Despite my fondness for Elementary's wingback chair and not being able to get the theme music out of my head all morning, I have to judge my first exercise at becoming a fan of the CBS crime drama a failure. Comments have been made, the possibilities of the new Sherlockian label "elite devotee" applying to me were again diagnosed, so I have decided to assign myself some remedial reading.
An article posted to the Baker Street Blog back in December, "Six Cases Which I Have Added To My Notes" [BLUE] by James C. O'Leary, was recommended as an answer to my query as to why a person would like Elementary. At the time it first came out, I dismissed it as a desperate attempt to plead the show's innocence to the court of the internet, but given my new quest to learn to like the show, I thought I'd give it a closer look.
The author starts with a very reasonable premise: "Indeed, an unshaven, tattooed, sexually active, drug addicted, and tantrum throwing Holmes dependent on the largesse of his father seems like no Holmes at all. As Jonny Lee Miller’s Sherlock Holmes has reached the end of his probationary six-week sobriety period under Joan Watson’s (Lucy Liu) care, now would be a good time to assess those first six cases through a Sherlockian eyes."
He then matches seven quotes from Elementary with seven quotes from the Canon of Holmes, adds six or seven details from the original stories used in one way or another by the show, but then goes on to cite the more obvious places where Elementary wanders off course. As I had watched all of the above, and still hated the show, I needed more, and the hard-working O'Leary was willing to supply more.

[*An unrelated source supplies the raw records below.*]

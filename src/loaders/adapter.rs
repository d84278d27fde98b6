//! Adapter file loading
//!
//! Adapter files store one group of tensors per target layer, named
//! `<layer>.<suffix>` where `<layer>` is a kohya-style flattened module path
//! (`lora_unet_down_blocks_0_attentions_0_proj_in`) and `<suffix>` is
//! `oft_blocks`, `alpha`, ...

use anyhow::{Context, Result};
use candle_core::{Device, Tensor};
use log::{debug, info, warn};
use safetensors::SafeTensors;
use std::collections::{BTreeMap, HashMap};
use std::path::{Path, PathBuf};

use crate::networks::NetworkWeights;

/// A parsed adapter file
#[derive(Debug)]
pub struct AdapterFile {
    pub path: PathBuf,
    /// Per-layer tensor groups, ordered by layer name
    pub layers: BTreeMap<String, NetworkWeights>,
    /// `__metadata__` from the safetensors header
    pub metadata: HashMap<String, String>,
}

impl AdapterFile {
    pub fn len(&self) -> usize {
        self.layers.len()
    }

    pub fn is_empty(&self) -> bool {
        self.layers.is_empty()
    }
}

/// Split `layer.suffix` at the first dot.
fn split_key(key: &str) -> Option<(&str, &str)> {
    let (layer, suffix) = key.split_once('.')?;
    if layer.is_empty() || suffix.is_empty() {
        return None;
    }
    Some((layer, suffix))
}

/// Group flat adapter tensors into per-layer weight sets.
pub fn group_by_layer(tensors: HashMap<String, Tensor>) -> BTreeMap<String, NetworkWeights> {
    let mut layers: BTreeMap<String, NetworkWeights> = BTreeMap::new();
    for (key, tensor) in tensors {
        match split_key(&key) {
            Some((layer, suffix)) => {
                layers
                    .entry(layer.to_string())
                    .or_insert_with(|| NetworkWeights::new(layer, HashMap::new()))
                    .w
                    .insert(suffix.to_string(), tensor);
            }
            None => warn!("Ignoring adapter tensor without a layer prefix: {}", key),
        }
    }
    layers
}

/// Load an adapter `.safetensors` file onto `device`.
pub fn load_adapter(path: &Path, device: &Device) -> Result<AdapterFile> {
    let bytes = std::fs::read(path)
        .with_context(|| format!("Failed to read adapter file: {}", path.display()))?;

    let (_, header) = SafeTensors::read_metadata(&bytes)
        .with_context(|| format!("Invalid safetensors header: {}", path.display()))?;
    let metadata = header.metadata().clone().unwrap_or_default();
    for (key, value) in &metadata {
        debug!("  adapter metadata {} = {}", key, value);
    }

    let tensors = candle_core::safetensors::load_buffer(&bytes, device)
        .with_context(|| format!("Failed to load adapter tensors: {}", path.display()))?;
    let tensor_count = tensors.len();
    let layers = group_by_layer(tensors);

    info!(
        "Loaded adapter {} ({} tensors, {} layers)",
        path.display(),
        tensor_count,
        layers.len()
    );

    Ok(AdapterFile {
        path: path.to_path_buf(),
        layers,
        metadata,
    })
}
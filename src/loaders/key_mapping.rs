//! Map kohya-style adapter layer names onto checkpoint weight keys
//!
//! Adapter layers are named by flattening the module path with underscores
//! and prefixing the model component (`lora_unet_`, `lora_te_`, ...).
//! Checkpoint keys are dotted paths that may carry a container prefix
//! (`model.diffusion_model.`, `cond_stage_model.transformer.`, ...). Both sides
//! are reduced to the same flattened form and matched. UNet layers named
//! after the diffusers module tree are also tried against the LDM layout
//! (`input_blocks`, `middle_block`, `output_blocks`) used by single-file
//! checkpoints.

use candle_core::Tensor;
use log::debug;
use std::collections::HashMap;

/// Model component an adapter layer targets
#[derive(Debug, Clone, Copy, PartialEq, Eq, Hash)]
pub enum Component {
    Unet,
    TextEncoder,
    TextEncoder2,
}

/// Adapter name prefixes, longest first so `lora_te1_` wins over `lora_te_`
const ADAPTER_PREFIXES: &[(&str, Component)] = &[
    ("lora_unet_", Component::Unet),
    ("lora_te1_", Component::TextEncoder),
    ("lora_te2_", Component::TextEncoder2),
    ("lora_te_", Component::TextEncoder),
];

/// Checkpoint container prefixes per component
const CHECKPOINT_PREFIXES: &[(&str, Component)] = &[
    ("model.diffusion_model.", Component::Unet),
    ("diffusion_model.", Component::Unet),
    ("unet.", Component::Unet),
    ("cond_stage_model.transformer.", Component::TextEncoder),
    ("conditioner.embedders.0.transformer.", Component::TextEncoder),
    ("text_encoder.", Component::TextEncoder),
    ("conditioner.embedders.1.model.", Component::TextEncoder2),
    ("text_encoder_2.", Component::TextEncoder2),
];

/// Split an adapter layer name into its component and flattened module path.
pub fn parse_adapter_name(name: &str) -> (Component, &str) {
    for (prefix, component) in ADAPTER_PREFIXES {
        if let Some(rest) = name.strip_prefix(prefix) {
            return (*component, rest);
        }
    }
    (Component::Unet, name)
}

/// Reduce a checkpoint weight key to `(component, flattened path)`.
///
/// Only `.weight` entries are candidates; biases and buffers return `None`.
pub fn normalize_checkpoint_key(key: &str) -> Option<(Component, String)> {
    let stem = key.strip_suffix(".weight")?;
    let (component, path) = CHECKPOINT_PREFIXES
        .iter()
        .find_map(|(prefix, component)| stem.strip_prefix(prefix).map(|rest| (*component, rest)))
        .unwrap_or((Component::Unet, stem));
    Some((component, path.replace('.', "_")))
}

/// Renamed submodules of a resnet block in the LDM layout
const RESNET_SUFFIXES: &[(&str, &str)] = &[
    ("norm1", "in_layers_0"),
    ("conv1", "in_layers_2"),
    ("norm2", "out_layers_0"),
    ("conv2", "out_layers_3"),
    ("time_emb_proj", "emb_layers_1"),
    ("conv_shortcut", "skip_connection"),
];

/// Split a leading block index off `0_rest`.
fn split_index(s: &str) -> Option<(usize, &str)> {
    let end = s.find(|c: char| !c.is_ascii_digit()).unwrap_or(s.len());
    if end == 0 {
        return None;
    }
    let index = s[..end].parse().ok()?;
    let rest = &s[end..];
    if rest.is_empty() {
        return Some((index, rest));
    }
    Some((index, rest.strip_prefix('_')?))
}

/// `attentions_N_suffix` / `resnets_N_suffix` -> (is_attention, N, LDM suffix)
fn split_sub_block(s: &str) -> Option<(bool, usize, String)> {
    let (attention, rest) = if let Some(rest) = s.strip_prefix("attentions_") {
        (true, rest)
    } else {
        (false, s.strip_prefix("resnets_")?)
    };
    let (index, suffix) = split_index(rest)?;
    if suffix.is_empty() {
        return None;
    }
    let suffix = if attention {
        suffix.to_string()
    } else {
        RESNET_SUFFIXES
            .iter()
            .find(|(from, _)| *from == suffix)
            .map(|(_, to)| to.to_string())
            .unwrap_or_else(|| suffix.to_string())
    };
    Some((attention, index, suffix))
}

/// Translate a flattened diffusers UNet path into the flattened LDM path.
///
/// Follows the SD 1.x/2.x block layout: three resnet/attention slots per
/// down block after `input_blocks_0`, three per up block, and the mid block
/// at `middle_block_{0,1,2}`.
pub fn diffusers_to_ldm(path: &str) -> Option<String> {
    match path {
        "conv_in" => return Some("input_blocks_0_0".to_string()),
        "conv_norm_out" => return Some("out_0".to_string()),
        "conv_out" => return Some("out_2".to_string()),
        _ => {}
    }

    if let Some(rest) = path.strip_prefix("time_embedding_linear_") {
        return match split_index(rest)? {
            (1, "") => Some("time_embed_0".to_string()),
            (2, "") => Some("time_embed_2".to_string()),
            _ => None,
        };
    }

    if let Some(rest) = path.strip_prefix("down_blocks_") {
        let (block, rest) = split_index(rest)?;
        if rest == "downsamplers_0_conv" {
            return Some(format!("input_blocks_{}_0_op", 3 + block * 3));
        }
        let (attention, index, suffix) = split_sub_block(rest)?;
        return Some(format!(
            "input_blocks_{}_{}_{}",
            1 + block * 3 + index,
            if attention { 1 } else { 0 },
            suffix
        ));
    }

    if let Some(rest) = path.strip_prefix("mid_block_") {
        let (attention, index, suffix) = split_sub_block(rest)?;
        return Some(format!(
            "middle_block_{}_{}",
            if attention { 1 } else { index * 2 },
            suffix
        ));
    }

    if let Some(rest) = path.strip_prefix("up_blocks_") {
        let (block, rest) = split_index(rest)?;
        if rest == "upsamplers_0_conv" {
            // up_blocks_0 has no attentions, so its upsampler sits in slot 1
            return Some(format!(
                "output_blocks_{}_{}_conv",
                2 + block * 3,
                if block > 0 { 2 } else { 1 }
            ));
        }
        let (attention, index, suffix) = split_sub_block(rest)?;
        return Some(format!(
            "output_blocks_{}_{}_{}",
            block * 3 + index,
            if attention { 1 } else { 0 },
            suffix
        ));
    }

    None
}

/// Lookup from adapter layer names to checkpoint keys
#[derive(Debug, Default)]
pub struct KeyMapper {
    index: HashMap<(Component, String), String>,
}

impl KeyMapper {
    pub fn from_keys<'a>(keys: impl IntoIterator<Item = &'a String>) -> Self {
        let mut index = HashMap::new();
        for key in keys {
            if let Some(normalized) = normalize_checkpoint_key(key) {
                if let Some(previous) = index.insert(normalized, key.clone()) {
                    debug!("Checkpoint keys {} and {} flatten to the same name", previous, key);
                }
            }
        }
        Self { index }
    }

    pub fn from_checkpoint(tensors: &HashMap<String, Tensor>) -> Self {
        Self::from_keys(tensors.keys())
    }

    pub fn len(&self) -> usize {
        self.index.len()
    }

    pub fn is_empty(&self) -> bool {
        self.index.is_empty()
    }

    /// Checkpoint key for an adapter layer name, if present.
    ///
    /// UNet names are tried verbatim first, then through the LDM translation.
    pub fn lookup(&self, adapter_layer: &str) -> Option<&str> {
        let (component, path) = parse_adapter_name(adapter_layer);
        if let Some(key) = self.index.get(&(component, path.to_string())) {
            return Some(key.as_str());
        }
        if component != Component::Unet {
            return None;
        }
        let ldm = diffusers_to_ldm(path)?;
        self.index.get(&(component, ldm)).map(String::as_str)
    }
}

The chemistry between Jonny Lee Miller and Lucy Liu. The drug history. Jonny Lee Miller's tattoos?
Mr. Elementary's relationship with women. His relationship with father. Citing the problems with other adaptations of Sherlock Holmes . . . .
The problem with using details from Elementary to try to convince an Elementary hater to like the show is that it's just throwing gas on the fire. By the time I got to the final section of the article, I felt like I had just been given a retrospective tour of everything I hated about the show when I originally watched it.
James C. O'Reilly's concluding paragraphs are as insulting to those who find fault with Elementary as anything I've written here, so they didn't really help me find the path to liking the show any more than what came before.
So I went searching for some older reading material in my quest to find some way to love, or even like, this new pretender to the 221B throne. In a piece entitled, "The Implicit Sherlock Holmes," Sherlockian giant Edgar Smith began with the now-familiar question, "What is it that we love about Sherlock Holmes?" A classic question, very pertinent to finding a thread of enjoyment in any Holmes, to be sure. Among his answers, I found this passage:
"Not only there and then, but here and now, he stands before us as a symbol -- a symbol, if you please, of all that we are not, but ever would be. His figure is sufficiently remote to make our secret aspirations for transference seem unshameful, yet close enough to give them plausibility. We see him as the fine expression of our urge to trample evil and set aright the wrongs with which the world is plagued. He is Galahad and Socrates, bring high adventure to our dull existences and calm, judicial logic to our biased minds. He is the success of all our failures; the bold escape from our imprisonment . . . . For it is not Sherlock Holmes who sits in Baker Street, comfortable, confident, and self-assured; it is we ourselves who are there, full of a tremendous capacity for wisdom, complacent in the presence of our humble Watson, conscious of a warm well-being and a timeless, imperishable content."
Perhaps the language is a bit fancy for the average modern, but the gist is still plain to see. And the being Smith speaks of is very hard to see in that shirtless wannabe rock star, twitching and sniping his way around New York City at the center of Elementary. If anyone out there sees themselves in Jonny Lee Miller's character with the same name as Sherlock Holmes, I can respect that. But to me, Mr. Elementary is something else . . . a freakish parody that, instead of inspiring, makes the common man feel better about being less bright than Holmes by making him a damaged, diagnosable mess. Instead of looking at a symbol to aspire to, modern audiences would rather look at reality show train wrecks like Honey Boo-boo and feel better about their current state. Personally, I see Mr. E. as a result of that culture. Mr. Elementary and Honey Boo-boo do get the ratings, but what do they say about us?
As much as I may seem to have insulted fans of Elementary in this blog, I fear the show itself insults them more. So I'm afraid I have to drop out of "Elementary school," my attempt to find some reason to like the show. I just can't. It goes against everything I love about Sherlock Holmes. But as James O'Leary concludes in his article, "Love it or hate it, Elementary is a permanent presence in the Sherlockian world." It won't, and can't, be ignored.
So it's just going to have to be dealt with. And that, I have no problem with.